### SUPPLIED DATA
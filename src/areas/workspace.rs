use crate::errors::{Error, Result};
use std::io::Write;
use std::path::{Path, PathBuf};

/// The working tree a repository materializes files into
#[derive(Debug, Clone)]
pub struct Workspace {
    path: Box<Path>,
}

impl Workspace {
    pub fn new(path: Box<Path>) -> Self {
        Workspace { path }
    }

    pub fn path(&self) -> &Path {
        &self.path
    }

    /// Resolve a path relative to the working tree
    pub fn resolve(&self, relative: &Path) -> PathBuf {
        self.path.join(relative)
    }

    /// Create a single directory; an existing entry at `dir_path` is an error
    pub fn make_directory(&self, dir_path: &Path) -> Result<()> {
        let dir_path = self.resolve(dir_path);

        std::fs::create_dir(&dir_path).map_err(|err| match err.kind() {
            std::io::ErrorKind::AlreadyExists => Error::PathExists(dir_path),
            _ => err.into(),
        })
    }

    /// Write `data` to a new file; an existing entry at `file_path` is an error
    pub fn write_file(&self, file_path: &Path, data: &[u8], executable: bool) -> Result<()> {
        let path = self.resolve(file_path);

        // open file as WRONLY, CREAT and EXCL so nothing is ever overwritten
        let mut file = std::fs::OpenOptions::new()
            .write(true)
            .create_new(true)
            .open(&path)
            .map_err(|err| match err.kind() {
                std::io::ErrorKind::AlreadyExists => Error::PathExists(path.clone()),
                _ => err.into(),
            })?;

        file.write_all(data)?;

        #[cfg(unix)]
        {
            use std::os::unix::fs::PermissionsExt;
            if executable {
                std::fs::set_permissions(&path, std::fs::Permissions::from_mode(0o755))?;
            }
        }
        #[cfg(not(unix))]
        let _ = executable;

        Ok(())
    }

    /// Create a symbolic link at `link_path` pointing at `target`
    ///
    /// Platforms without symlinks get a regular file holding the target path.
    pub fn write_symlink(&self, link_path: &Path, target: &[u8]) -> Result<()> {
        #[cfg(unix)]
        {
            use std::os::unix::ffi::OsStrExt;
            let path = self.resolve(link_path);

            std::os::unix::fs::symlink(std::ffi::OsStr::from_bytes(target), &path).map_err(
                |err| match err.kind() {
                    std::io::ErrorKind::AlreadyExists => Error::PathExists(path.clone()),
                    _ => err.into(),
                },
            )
        }

        #[cfg(not(unix))]
        {
            self.write_file(link_path, target, false)
        }
    }
}
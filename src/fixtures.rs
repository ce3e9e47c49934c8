//! Helpers for writing loose objects in unit tests
//!
//! The object write path is not implemented, so tests compress fixtures
//! themselves.

use crate::artifacts::objects::object_id::ObjectId;
use crate::artifacts::objects::object_type::ObjectType;
use std::io::Write;
use std::path::Path;

/// Store `payload` as a loose object of the given kind under `objects_dir`
pub(crate) fn write_loose_object(objects_dir: &Path, kind: ObjectType, payload: &[u8]) -> ObjectId {
    let oid = ObjectId::from_content(kind, payload);

    let mut content = format!("{} {}\0", kind.as_str(), payload.len()).into_bytes();
    content.extend_from_slice(payload);
    write_raw_object(objects_dir, &oid, &content);

    oid
}

/// Store already formatted object bytes at the path of `oid`, header included
pub(crate) fn write_raw_object(objects_dir: &Path, oid: &ObjectId, content: &[u8]) {
    let path = objects_dir.join(oid.to_path());
    std::fs::create_dir_all(path.parent().expect("object path has a parent"))
        .expect("Failed to create fan-out directory");

    let mut encoder = flate2::write::ZlibEncoder::new(Vec::new(), flate2::Compression::default());
    encoder.write_all(content).expect("Failed to compress object");
    std::fs::write(path, encoder.finish().expect("Failed to finish compression"))
        .expect("Failed to write object file");
}

pub(crate) fn tree_payload(leaves: &[(&str, &str, &ObjectId)]) -> Vec<u8> {
    let mut payload = Vec::new();
    for (mode, path, oid) in leaves {
        payload.extend_from_slice(format!("{mode} {path}\0").as_bytes());
        payload.extend_from_slice(&oid.to_bytes());
    }
    payload
}

pub(crate) fn commit_payload(tree: &ObjectId, parent: Option<&ObjectId>, message: &str) -> Vec<u8> {
    let mut payload = format!("tree {tree}\n");
    if let Some(parent) = parent {
        payload.push_str(&format!("parent {parent}\n"));
    }
    payload.push_str("author fake_user <fake_email@email.com> 1672574400 +0000\n");
    payload.push_str("committer fake_user <fake_email@email.com> 1672574400 +0000\n");
    payload.push_str(&format!("\n{message}\n"));

    payload.into_bytes()
}
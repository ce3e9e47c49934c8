use crate::areas::database::Database;
use crate::areas::refs::Refs;
use crate::areas::workspace::Workspace;
use crate::errors::{Error, Result};
use std::fs;
use std::path::{Path, PathBuf};

/// Name of the control directory
pub const GIT_DIR_NAME: &str = ".git";

const DEFAULT_BRANCH: &str = "master";

const DESCRIPTION: &str =
    "Unnamed repository; edit this file 'description' to name the repository.\n";

const CONFIG: &str = "[core]\n\
\trepositoryformatversion = 0\n\
\tfilemode = true\n\
\tbare = false\n\
\tlogallrefupdates = true\n";

/// A repository with both its working tree and control directory in place
///
/// Values are only built by [`Repository::create`] and [`Repository::find`],
/// so a `Repository` is always fully initialized.
#[derive(Debug, Clone)]
pub struct Repository {
    path: Box<Path>,
    git_path: Box<Path>,
    database: Database,
    workspace: Workspace,
    refs: Refs,
}

impl Repository {
    fn open(path: &Path) -> Self {
        let git_path = path.join(GIT_DIR_NAME);

        Repository {
            path: path.to_path_buf().into_boxed_path(),
            database: Database::new(git_path.join("objects").into_boxed_path()),
            workspace: Workspace::new(path.to_path_buf().into_boxed_path()),
            refs: Refs::new(git_path.clone().into_boxed_path()),
            git_path: git_path.into_boxed_path(),
        }
    }

    /// Create a new repository layout at `path`
    ///
    /// `path` and its parents are created when missing. Fails with
    /// [`Error::AlreadyExists`] when `path/.git` is already there.
    pub fn create(path: &Path) -> Result<Self> {
        fs::create_dir_all(path)?;
        let path = path.canonicalize()?;
        let git_path = path.join(GIT_DIR_NAME);

        match fs::create_dir(&git_path) {
            Ok(()) => {}
            Err(err) if err.kind() == std::io::ErrorKind::AlreadyExists => {
                return Err(Error::AlreadyExists(git_path));
            }
            Err(err) => return Err(err.into()),
        }

        let repository = Self::open(&path);

        fs::create_dir(git_path.join("branches"))?;
        fs::create_dir(repository.database().objects_path())?;
        fs::create_dir_all(repository.refs().tags_path())?;
        fs::create_dir_all(repository.refs().heads_path())?;

        fs::write(git_path.join("description"), DESCRIPTION)?;
        repository.refs().update_ref_file(
            &repository.refs().head_path(),
            &format!("ref: refs/heads/{DEFAULT_BRANCH}\n"),
        )?;
        fs::write(git_path.join("config"), CONFIG)?;

        tracing::info!(path = %git_path.display(), "initialized empty repository");
        Ok(repository)
    }

    /// Find the repository containing `start`
    ///
    /// Scans `start` and then each parent for a `.git` directory entry. The
    /// walk gives up when the next parent would be the filesystem root.
    pub fn find(start: &Path) -> Result<Option<Self>> {
        Ok(Self::locate(start)?.map(|(root, _)| Self::open(&root)))
    }

    /// The working tree root above `start`, along with the number of parent
    /// hops it took to reach it
    fn locate(start: &Path) -> Result<Option<(PathBuf, usize)>> {
        let mut current = start.canonicalize()?;
        let mut hops = 0;

        loop {
            if Self::has_git_dir(&current)? {
                tracing::debug!(path = %current.display(), hops, "found repository");
                return Ok(Some((current, hops)));
            }

            match current.parent() {
                Some(parent) if parent.parent().is_some() => {
                    current = parent.to_path_buf();
                    hops += 1;
                }
                _ => {
                    tracing::debug!(start = %start.display(), hops, "no repository found");
                    return Ok(None);
                }
            }
        }
    }

    /// Like [`Repository::find`], but a missing repository is an error
    pub fn discover(start: &Path) -> Result<Self> {
        Self::find(start)?.ok_or_else(|| Error::NotInitialized(start.to_path_buf()))
    }

    fn has_git_dir(dir: &Path) -> Result<bool> {
        for entry in fs::read_dir(dir)? {
            let entry = entry?;

            if entry.file_name() == GIT_DIR_NAME {
                return Ok(entry.file_type()?.is_dir());
            }
        }

        Ok(false)
    }

    /// Root of the working tree
    pub fn path(&self) -> &Path {
        &self.path
    }

    /// The control directory
    pub fn git_path(&self) -> &Path {
        &self.git_path
    }

    pub fn database(&self) -> &Database {
        &self.database
    }

    pub fn workspace(&self) -> &Workspace {
        &self.workspace
    }

    pub fn refs(&self) -> &Refs {
        &self.refs
    }
}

### REQUIREMENT
What this exercise asks for is every line of the data above with the word "join".

### TASK RESULT
        self.path.join(relative)
    let path = objects_dir.join(oid.to_path());
        let git_path = path.join(GIT_DIR_NAME);
            database: Database::new(git_path.join("objects").into_boxed_path()),
        let git_path = path.join(GIT_DIR_NAME);
        fs::create_dir(git_path.join("branches"))?;
        fs::write(git_path.join("description"), DESCRIPTION)?;
        fs::write(git_path.join("config"), CONFIG)?;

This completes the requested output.